(Stored data entries)
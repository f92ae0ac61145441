//! Alert feed clients
//!
//! The monitor loop only sees the [`FeedClient`] trait. [`HttpFeedClient`]
//! polls the live upstream endpoint, [`DemoFeed`] produces a fixed sample
//! alert for running without the upstream.

use std::time::Duration;

use anyhow::Context;
use async_trait::async_trait;
use reqwest::StatusCode;
use tracing::{instrument, trace};

use crate::config::FeedConfig;
use crate::error::FetchError;

const REFERER: &str = "https://www.oref.org.il/";
const USER_AGENT: &str = "Mozilla/5.0 (Windows NT 10.0; Win64; x64) AppleWebKit/537.36 (KHTML, like Gecko) Chrome/78.0.3904.97 Safari/537.36";
const REQUESTED_WITH: &str = "XMLHttpRequest";

/// Source of raw alert bodies
///
/// Implementations do not retry, the caller polls again on its own schedule.
#[async_trait]
pub trait FeedClient: Send {
    async fn fetch_raw(&mut self) -> Result<Vec<u8>, FetchError>;
}

/// Client for the upstream HTTP alert endpoint
pub struct HttpFeedClient {
    url: String,

    /// HTTP client (reused across requests)
    client: reqwest::Client,
}

impl HttpFeedClient {
    pub fn new(config: &FeedConfig) -> anyhow::Result<Self> {
        let client = reqwest::Client::builder()
            .timeout(Duration::from_secs(config.timeout_secs))
            .build()
            .context("failed to build HTTP client")?;

        Ok(Self {
            url: config.url.clone(),
            client,
        })
    }

    pub fn url(&self) -> &str {
        &self.url
    }
}

#[async_trait]
impl FeedClient for HttpFeedClient {
    #[instrument(skip(self), fields(url = %self.url))]
    async fn fetch_raw(&mut self) -> Result<Vec<u8>, FetchError> {
        trace!("requesting alerts");

        // the upstream rejects requests that do not look like its own web client
        let response = self
            .client
            .get(&self.url)
            .header(reqwest::header::REFERER, REFERER)
            .header(reqwest::header::USER_AGENT, USER_AGENT)
            .header("X-Requested-With", REQUESTED_WITH)
            .send()
            .await
            .map_err(|e| FetchError::Transport(e.to_string()))?;

        let status = response.status();
        if status != StatusCode::OK {
            return Err(FetchError::Http(status.as_u16()));
        }

        let body = response
            .bytes()
            .await
            .map_err(|e| FetchError::Transport(e.to_string()))?;

        if body.is_empty() {
            return Err(FetchError::Empty);
        }

        trace!("received {} bytes", body.len());
        Ok(body.to_vec())
    }
}

/// Synthetic feed used in debug mode
///
/// Every fetch returns the same sample alert with an id one higher than the
/// previous one, starting at 1.
#[derive(Debug, Default)]
pub struct DemoFeed {
    counter: u64,
}

impl DemoFeed {
    pub fn new() -> Self {
        Self::default()
    }
}

#[async_trait]
impl FeedClient for DemoFeed {
    async fn fetch_raw(&mut self) -> Result<Vec<u8>, FetchError> {
        self.counter += 1;

        let alert = serde_json::json!({
            "id": self.counter.to_string(),
            "cat": "10",
            "title": "בדקות הקרובות צפויות להתקבל התרעות באזורך",
            "data": ["ירושלים - מערב", "ירושלים - צפון"],
            "desc": "עליך לשפר את מיקומך למיגון המיטבי בקרבתך. במקרה של קבלת התרעה, יש להיכנס למרחב המוגן ולשהות בו 10 דקות."
        });

        Ok(alert.to_string().into_bytes())
    }
}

Required action >> Check each line in the records for the word "like" and say how many have it, with nothing else.

Output for this exercise >> 2